Meg McGuffin had been dreaming of walking in the Miss America pageant since she was four years old. This September, she’ll achieve her dreams as she competes for the title after being crowned Miss Alabama on June 6.
McGuffin has a long history of pageant achievements. She won Miss Alabama’s Outstanding Teen when she was 14 and earned a full scholarship to a variety of universities across the state.
The scholarship opened educational doors for her. With her mother a single-mom, she said she knew she had to find a way to pay for her own education.
Pageants have not only helped her pay for her undergraduate degree entirely, but also allowed her to continue with her education with Auburn’s graduate program.
The decision to go to Auburn University was like coming home McGuffin said.

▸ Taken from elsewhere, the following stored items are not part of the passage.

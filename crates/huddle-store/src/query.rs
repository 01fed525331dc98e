use std::marker::PhantomData;
use std::path::PathBuf;

use tracing::debug;

use crate::Store;
use crate::error::Result;
use crate::lock::TableLock;
use crate::table::{Record, partition_for_key};

type Predicate<R> = Box<dyn Fn(&R) -> bool + Send + Sync>;

/// Read cursor over one collection, optionally narrowed to a single
/// partition. Filters compose by AND and never touch storage; the terminal
/// operations (`results`, `update`, `delete`) do.
pub struct Query<R: Record> {
    store: Store,
    partition: Option<String>,
    filters: Vec<Predicate<R>>,
    _record: PhantomData<fn() -> R>,
}

impl<R: Record> Query<R> {
    pub(crate) fn new(store: Store) -> Self {
        Self {
            store,
            partition: None,
            filters: Vec::new(),
            _record: PhantomData,
        }
    }

    pub fn filter<F>(mut self, predicate: F) -> Self
    where
        F: Fn(&R) -> bool + Send + Sync + 'static,
    {
        self.filters.push(Box::new(predicate));
        self
    }

    /// Restrict the cursor to one index partition. Ignored for unindexed
    /// tables.
    pub fn within(mut self, partition: impl Into<String>) -> Self {
        if R::TABLE.spec().is_indexed() {
            self.partition = Some(partition.into());
        }
        self
    }

    /// Match a single primary key, narrowing to its partition when the
    /// table is indexed by key.
    pub fn by_key(mut self, key: &str) -> Self {
        if let Some(partition) = partition_for_key(R::TABLE, key) {
            self.partition = Some(partition);
        }
        let key = key.to_string();
        self.filter(move |r: &R| r.key() == key)
    }

    fn matches(&self, record: &R) -> bool {
        self.filters.iter().all(|f| f(record))
    }

    async fn files(&self) -> Result<Vec<PathBuf>> {
        match &self.partition {
            Some(p) => Ok(vec![self.store.file_path(R::TABLE, Some(p))]),
            None => self.store.collection_files(R::TABLE).await,
        }
    }

    /// Snapshot of every matching record.
    pub async fn results(&self) -> Result<Vec<R>> {
        let mut out = Vec::new();
        for path in self.files().await? {
            let records: Vec<R> = self.store.read_file(&path).await?;
            out.extend(records.into_iter().filter(|r| self.matches(r)));
        }
        Ok(out)
    }

    pub async fn first(&self) -> Result<Option<R>> {
        Ok(self.results().await?.into_iter().next())
    }

    pub async fn exists(&self) -> Result<bool> {
        Ok(self.first().await?.is_some())
    }

    /// Apply `mutator` to every match and persist each touched file under
    /// its write lock. Returns the matches after mutation.
    ///
    /// The mutator must not change a record's key or partition value.
    pub async fn update<M>(&self, mut mutator: M) -> Result<Vec<R>>
    where
        M: FnMut(&mut R) + Send,
    {
        let mut updated = Vec::new();
        for path in self.files().await? {
            let lock = TableLock::acquire(&path, self.store.lock_policy()).await?;
            let mut records: Vec<R> = self.store.read_file(&path).await?;

            let before = updated.len();
            for record in records.iter_mut().filter(|r| self.matches(r)) {
                mutator(record);
                updated.push(record.clone());
            }
            if updated.len() > before {
                self.store.write_file(&path, &records).await?;
                debug!(
                    "Updated {} record(s) in {}",
                    updated.len() - before,
                    path.display()
                );
            }
            lock.release().await?;
        }
        Ok(updated)
    }

    /// Remove every match. Returns how many records were deleted.
    pub async fn delete(&self) -> Result<usize> {
        let mut removed = 0;
        for path in self.files().await? {
            let lock = TableLock::acquire(&path, self.store.lock_policy()).await?;
            let mut records: Vec<R> = self.store.read_file(&path).await?;

            let before = records.len();
            records.retain(|r| !self.matches(r));
            let gone = before - records.len();
            if gone > 0 {
                if records.is_empty() && self.store.is_partitioned(R::TABLE) {
                    self.store.remove_file(&path).await?;
                } else {
                    self.store.write_file(&path, &records).await?;
                }
                debug!("Deleted {} record(s) from {}", gone, path.display());
                removed += gone;
            }
            lock.release().await?;
        }
        Ok(removed)
    }
}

“Just growing up in the state of Alabama and always being an Auburn fan, going to football games, it felt like home from a very young age,” McGuffin said. “When I won a four year scholarship I knew I had to take advantage of that.”

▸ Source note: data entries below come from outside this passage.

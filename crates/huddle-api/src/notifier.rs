use chrono::{DateTime, Utc};
use tracing::info;

use huddle_types::models::User;

/// Outbound notification seam. Mail delivery lives outside this crate; an
/// implementation should hand the notice off and return quickly.
pub trait Notifier: Send + Sync {
    fn warn_inactive(&self, user: &User, deletion_at: DateTime<Utc>) -> anyhow::Result<()>;
}

/// Default notifier: records the notice in the log only.
pub struct LogNotifier;

impl Notifier for LogNotifier {
    fn warn_inactive(&self, user: &User, deletion_at: DateTime<Utc>) -> anyhow::Result<()> {
        info!(
            "Inactivity notice for {} ({}): account will be deleted at {}",
            user.nickname, user.email, deletion_at
        );
        Ok(())
    }
}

She credited her degree in media studies and her time at student-run Eagle Eye TV in helping her become comfortable in front of cameras, something she hopes will help her in her upcoming year as Miss Alabama.
Her pageant platform, “Healthy is the New Skinny,” is something she hopes will encourage others to be comfortable in their skin.
The idea for her platform came after her own body image problems, she said.
“It’s something I have been passionate about for as long as I can remember,” McGuffin said. “I struggled with those body images. Growing up as a dancer I spent countless hours in front of a mirror in a leotard and tights looking at my body and I didn’t like what I saw.”
Coming to Auburn helped her love her body. To help others she became president of Auburn University’s Body Education and Eating Awareness Program, Aubie EDA, and implemented FatTalk Free Week, Love Your Body Week, Southern Smash and Love the Skin You’re In.
With her status as Miss Alabama she said she hopes to pass a bill that enlists all elementary, middle and high schools to have weeks similar to Love Your Body Week and Fat Talk Free Week.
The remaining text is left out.